▶ _DATASET CONTENT_:
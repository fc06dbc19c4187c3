// server/src/config.rs

use crate::errors::{AppError, Result};
use dotenvy::dotenv;
use std::env;
use std::time::Duration;

/// Origins the storefront is served from.
pub const ALLOWED_ORIGINS: [&str; 3] = [
  "http://localhost:8080",
  "http://localhost:5173",
  "https://commerce-hub-analytics.vercel.app",
];

#[derive(Debug, Clone)]
pub struct AppConfig {
  pub server_host: String,
  pub server_port: u16,
  pub mongodb_uri: String,
  pub mongodb_db_name: String,
  pub products_collection: String,

  // Unset means image search is unavailable, not a startup failure.
  pub image_search_url: Option<String>,
  pub image_search_timeout: Duration,

  pub allowed_origins: Vec<String>,
}

impl AppConfig {
  pub fn from_env() -> Result<Self> {
    dotenv().ok(); // Load .env file if present
    Self::from_lookup(|name| env::var(name).ok())
  }

  /// Builds the configuration from an arbitrary variable source.
  pub fn from_lookup<F>(lookup: F) -> Result<Self>
  where
    F: Fn(&str) -> Option<String>,
  {
    let get_optional = |name: &str| lookup(name).map(|v| v.trim().to_string()).filter(|v| !v.is_empty());
    let get_required = |name: &str| {
      get_optional(name).ok_or_else(|| AppError::Config(format!("Missing environment variable '{}'", name)))
    };

    let mongodb_uri = get_required("MONGODB_URI")?;
    let mongodb_db_name = get_required("MONGODB_DB_NAME")?;
    let products_collection = get_optional("PRODUCTS_COLLECTION").unwrap_or_else(|| "products".to_string());

    let server_host = get_optional("SERVER_HOST").unwrap_or_else(|| "127.0.0.1".to_string());
    let server_port = get_optional("SERVER_PORT")
      .unwrap_or_else(|| "5000".to_string())
      .parse::<u16>()
      .map_err(|e| AppError::Config(format!("Invalid SERVER_PORT: {}", e)))?;

    let image_search_url = get_optional("IMAGE_SEARCH_URL");
    let image_search_timeout = get_optional("IMAGE_SEARCH_TIMEOUT_SECS")
      .unwrap_or_else(|| "30".to_string())
      .parse::<u64>()
      .map_err(|e| AppError::Config(format!("Invalid IMAGE_SEARCH_TIMEOUT_SECS: {}", e)))
      .and_then(|secs| match secs {
        0 => Err(AppError::Config("IMAGE_SEARCH_TIMEOUT_SECS must be greater than zero".to_string())),
        secs => Ok(Duration::from_secs(secs)),
      })?;

    tracing::info!(
      db = %mongodb_db_name,
      collection = %products_collection,
      image_search_configured = image_search_url.is_some(),
      "Application configuration loaded successfully."
    );

    Ok(Self {
      server_host,
      server_port,
      mongodb_uri,
      mongodb_db_name,
      products_collection,
      image_search_url,
      image_search_timeout,
      allowed_origins: ALLOWED_ORIGINS.iter().map(|o| o.to_string()).collect(),
    })
  }

  pub fn bind_address(&self) -> String {
    format!("{}:{}", self.server_host, self.server_port)
  }
}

▶ _YOUR ASSIGNMENT_:
Transcribe the full listing, word for word.

▶ _TASK OUTPUT_:
repository fc06dbc19c4187c3
// server/src/config.rs

use crate::errors::{AppError, Result};
use dotenvy::dotenv;
use std::env;
use std::time::Duration;

/// Origins the storefront is served from.
pub const ALLOWED_ORIGINS: [&str; 3] = [
  "http://localhost:8080",
  "http://localhost:5173",
  "https://commerce-hub-analytics.vercel.app",
];

#[derive(Debug, Clone)]
pub struct AppConfig {
  pub server_host: String,
  pub server_port: u16,
  pub mongodb_uri: String,
  pub mongodb_db_name: String,
  pub products_collection: String,

  // Unset means image search is unavailable, not a startup failure.
  pub image_search_url: Option<String>,
  pub image_search_timeout: Duration,

  pub allowed_origins: Vec<String>,
}

impl AppConfig {
  pub fn from_env() -> Result<Self> {
    dotenv().ok(); // Load .env file if present
    Self::from_lookup(|name| env::var(name).ok())
  }

  /// Builds the configuration from an arbitrary variable source.
  pub fn from_lookup<F>(lookup: F) -> Result<Self>
  where
    F: Fn(&str) -> Option<String>,
  {
    let get_optional = |name: &str| lookup(name).map(|v| v.trim().to_string()).filter(|v| !v.is_empty());
    let get_required = |name: &str| {
      get_optional(name).ok_or_else(|| AppError::Config(format!("Missing environment variable '{}'", name)))
    };

    let mongodb_uri = get_required("MONGODB_URI")?;
    let mongodb_db_name = get_required("MONGODB_DB_NAME")?;
    let products_collection = get_optional("PRODUCTS_COLLECTION").unwrap_or_else(|| "products".to_string());

    let server_host = get_optional("SERVER_HOST").unwrap_or_else(|| "127.0.0.1".to_string());
    let server_port = get_optional("SERVER_PORT")
      .unwrap_or_else(|| "5000".to_string())
      .parse::<u16>()
      .map_err(|e| AppError::Config(format!("Invalid SERVER_PORT: {}", e)))?;

    let image_search_url = get_optional("IMAGE_SEARCH_URL");
    let image_search_timeout = get_optional("IMAGE_SEARCH_TIMEOUT_SECS")
      .unwrap_or_else(|| "30".to_string())
      .parse::<u64>()
      .map_err(|e| AppError::Config(format!("Invalid IMAGE_SEARCH_TIMEOUT_SECS: {}", e)))
      .and_then(|secs| match secs {
        0 => Err(AppError::Config("IMAGE_SEARCH_TIMEOUT_SECS must be greater than zero".to_string())),
        secs => Ok(Duration::from_secs(secs)),
      })?;

    tracing::info!(
      db = %mongodb_db_name,
      collection = %products_collection,
      image_search_configured = image_search_url.is_some(),
      "Application configuration loaded successfully."
    );

    Ok(Self {
      server_host,
      server_port,
      mongodb_uri,
      mongodb_db_name,
      products_collection,
      image_search_url,
      image_search_timeout,
      allowed_origins: ALLOWED_ORIGINS.iter().map(|o| o.to_string()).collect(),
    })
  }

  pub fn bind_address(&self) -> String {
    format!("{}:{}", self.server_host, self.server_port)
  }
}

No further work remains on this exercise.